### RECORD SET
= = =

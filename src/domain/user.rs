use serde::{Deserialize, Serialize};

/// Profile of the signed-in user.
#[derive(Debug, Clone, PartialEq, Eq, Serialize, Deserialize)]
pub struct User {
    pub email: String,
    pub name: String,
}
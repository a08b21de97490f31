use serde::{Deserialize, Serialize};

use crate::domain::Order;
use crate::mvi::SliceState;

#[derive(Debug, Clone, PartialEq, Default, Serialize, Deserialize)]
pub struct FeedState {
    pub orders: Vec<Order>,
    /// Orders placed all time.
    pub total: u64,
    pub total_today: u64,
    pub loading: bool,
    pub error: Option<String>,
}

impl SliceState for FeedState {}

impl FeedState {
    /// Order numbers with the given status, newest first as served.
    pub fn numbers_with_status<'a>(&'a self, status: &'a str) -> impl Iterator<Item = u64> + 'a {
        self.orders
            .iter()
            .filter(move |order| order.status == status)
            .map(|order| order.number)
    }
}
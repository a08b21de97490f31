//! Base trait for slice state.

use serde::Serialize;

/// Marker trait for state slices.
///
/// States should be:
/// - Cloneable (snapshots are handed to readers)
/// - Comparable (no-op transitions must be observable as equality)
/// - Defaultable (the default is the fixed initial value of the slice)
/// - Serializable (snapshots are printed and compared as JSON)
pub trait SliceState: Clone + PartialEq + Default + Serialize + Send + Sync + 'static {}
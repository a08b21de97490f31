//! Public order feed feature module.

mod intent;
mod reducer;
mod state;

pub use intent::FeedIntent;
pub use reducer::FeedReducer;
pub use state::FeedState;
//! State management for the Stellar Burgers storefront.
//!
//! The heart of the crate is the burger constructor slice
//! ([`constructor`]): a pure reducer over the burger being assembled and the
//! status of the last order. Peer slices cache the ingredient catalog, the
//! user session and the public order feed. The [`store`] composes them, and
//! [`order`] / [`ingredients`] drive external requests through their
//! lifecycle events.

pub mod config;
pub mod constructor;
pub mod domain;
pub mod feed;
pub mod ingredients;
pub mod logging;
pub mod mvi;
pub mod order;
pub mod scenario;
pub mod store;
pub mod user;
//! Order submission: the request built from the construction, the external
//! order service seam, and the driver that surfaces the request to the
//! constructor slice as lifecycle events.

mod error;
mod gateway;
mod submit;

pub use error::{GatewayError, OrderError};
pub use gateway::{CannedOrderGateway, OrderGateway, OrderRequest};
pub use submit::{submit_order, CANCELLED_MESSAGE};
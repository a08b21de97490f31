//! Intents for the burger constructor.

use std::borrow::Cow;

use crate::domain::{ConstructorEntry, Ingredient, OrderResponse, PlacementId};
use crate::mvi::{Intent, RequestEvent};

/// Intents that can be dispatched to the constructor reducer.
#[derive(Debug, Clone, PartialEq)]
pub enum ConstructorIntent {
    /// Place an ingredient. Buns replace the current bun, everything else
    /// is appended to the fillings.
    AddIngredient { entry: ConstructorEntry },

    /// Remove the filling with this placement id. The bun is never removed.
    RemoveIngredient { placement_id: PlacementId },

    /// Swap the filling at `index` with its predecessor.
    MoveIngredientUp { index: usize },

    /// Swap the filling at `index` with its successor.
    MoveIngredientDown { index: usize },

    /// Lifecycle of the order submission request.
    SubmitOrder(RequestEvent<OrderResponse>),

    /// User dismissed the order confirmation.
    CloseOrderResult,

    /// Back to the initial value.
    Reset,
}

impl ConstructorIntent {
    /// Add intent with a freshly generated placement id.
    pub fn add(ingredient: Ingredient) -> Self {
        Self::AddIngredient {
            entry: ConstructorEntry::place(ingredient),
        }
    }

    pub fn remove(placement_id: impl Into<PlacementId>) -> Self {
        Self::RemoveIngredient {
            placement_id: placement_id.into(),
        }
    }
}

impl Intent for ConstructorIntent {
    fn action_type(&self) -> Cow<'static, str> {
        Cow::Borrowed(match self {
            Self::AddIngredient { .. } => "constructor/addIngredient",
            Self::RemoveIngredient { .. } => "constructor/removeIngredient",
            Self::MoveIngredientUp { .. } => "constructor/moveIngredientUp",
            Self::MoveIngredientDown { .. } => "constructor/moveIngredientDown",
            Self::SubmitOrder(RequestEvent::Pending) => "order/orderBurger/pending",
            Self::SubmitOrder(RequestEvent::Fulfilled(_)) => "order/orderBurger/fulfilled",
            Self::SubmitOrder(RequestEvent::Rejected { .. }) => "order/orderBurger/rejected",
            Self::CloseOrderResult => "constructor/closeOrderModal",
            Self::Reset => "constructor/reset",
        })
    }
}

= = =

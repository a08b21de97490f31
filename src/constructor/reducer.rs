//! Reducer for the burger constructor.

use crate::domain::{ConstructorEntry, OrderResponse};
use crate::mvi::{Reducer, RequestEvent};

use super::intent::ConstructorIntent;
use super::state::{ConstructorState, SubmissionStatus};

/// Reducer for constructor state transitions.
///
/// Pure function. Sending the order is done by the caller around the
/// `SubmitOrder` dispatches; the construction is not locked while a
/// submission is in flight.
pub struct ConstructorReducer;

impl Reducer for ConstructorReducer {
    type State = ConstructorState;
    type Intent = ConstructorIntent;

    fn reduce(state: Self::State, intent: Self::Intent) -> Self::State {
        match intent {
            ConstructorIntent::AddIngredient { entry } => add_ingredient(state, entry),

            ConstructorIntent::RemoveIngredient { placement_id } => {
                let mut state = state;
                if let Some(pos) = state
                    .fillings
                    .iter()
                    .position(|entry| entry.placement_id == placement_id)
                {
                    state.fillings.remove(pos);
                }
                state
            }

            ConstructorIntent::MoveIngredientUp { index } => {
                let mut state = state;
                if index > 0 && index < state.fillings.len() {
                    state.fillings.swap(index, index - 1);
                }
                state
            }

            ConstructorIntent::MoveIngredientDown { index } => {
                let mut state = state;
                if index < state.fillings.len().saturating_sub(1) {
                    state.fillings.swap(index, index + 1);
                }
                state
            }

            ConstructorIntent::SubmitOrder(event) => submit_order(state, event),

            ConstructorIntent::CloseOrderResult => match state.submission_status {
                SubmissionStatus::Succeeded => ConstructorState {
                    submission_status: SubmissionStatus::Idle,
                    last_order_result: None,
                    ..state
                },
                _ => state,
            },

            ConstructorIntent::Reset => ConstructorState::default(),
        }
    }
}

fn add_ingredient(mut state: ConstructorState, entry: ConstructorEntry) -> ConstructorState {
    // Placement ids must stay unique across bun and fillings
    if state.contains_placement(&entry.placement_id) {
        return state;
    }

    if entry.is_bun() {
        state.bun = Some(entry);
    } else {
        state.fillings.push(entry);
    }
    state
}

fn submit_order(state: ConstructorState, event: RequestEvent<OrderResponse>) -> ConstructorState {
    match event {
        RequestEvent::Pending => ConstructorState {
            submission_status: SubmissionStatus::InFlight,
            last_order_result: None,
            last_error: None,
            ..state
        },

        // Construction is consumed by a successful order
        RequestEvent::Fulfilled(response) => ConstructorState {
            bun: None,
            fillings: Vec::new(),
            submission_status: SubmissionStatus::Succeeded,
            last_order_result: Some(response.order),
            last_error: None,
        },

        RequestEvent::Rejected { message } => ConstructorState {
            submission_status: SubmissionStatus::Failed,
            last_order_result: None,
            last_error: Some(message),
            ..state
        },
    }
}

= = =

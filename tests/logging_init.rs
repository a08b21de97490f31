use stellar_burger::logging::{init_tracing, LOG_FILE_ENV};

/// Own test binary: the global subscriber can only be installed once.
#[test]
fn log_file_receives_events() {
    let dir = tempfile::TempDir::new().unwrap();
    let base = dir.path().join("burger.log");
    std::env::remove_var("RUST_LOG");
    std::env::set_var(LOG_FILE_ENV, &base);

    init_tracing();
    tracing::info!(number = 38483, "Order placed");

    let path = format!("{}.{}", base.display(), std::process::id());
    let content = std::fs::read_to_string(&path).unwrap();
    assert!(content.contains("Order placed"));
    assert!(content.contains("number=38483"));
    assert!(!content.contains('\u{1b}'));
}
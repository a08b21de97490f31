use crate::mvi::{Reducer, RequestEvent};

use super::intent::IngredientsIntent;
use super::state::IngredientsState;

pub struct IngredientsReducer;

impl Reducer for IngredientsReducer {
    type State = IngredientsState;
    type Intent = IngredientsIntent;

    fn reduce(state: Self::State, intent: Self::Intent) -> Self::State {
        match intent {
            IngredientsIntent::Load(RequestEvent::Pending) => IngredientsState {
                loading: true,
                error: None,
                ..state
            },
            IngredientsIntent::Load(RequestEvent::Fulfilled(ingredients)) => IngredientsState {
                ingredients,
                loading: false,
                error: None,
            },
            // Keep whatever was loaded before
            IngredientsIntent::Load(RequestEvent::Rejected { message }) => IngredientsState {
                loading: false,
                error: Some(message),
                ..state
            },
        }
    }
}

= = =

### GOAL OF THE EXERCISE
Only one stretch of the entries above is wanted: the lines from the one containing "pub fn add(ingredient: Ingredient)" through the one containing "fn action_type(&self) ->". Please reproduce it exactly.

### TASK SOLUTION
    pub fn add(ingredient: Ingredient) -> Self {
        Self::AddIngredient {
            entry: ConstructorEntry::place(ingredient),
        }
    }

    pub fn remove(placement_id: impl Into<PlacementId>) -> Self {
        Self::RemoveIngredient {
            placement_id: placement_id.into(),
        }
    }
}

impl Intent for ConstructorIntent {
    fn action_type(&self) -> Cow<'static, str> {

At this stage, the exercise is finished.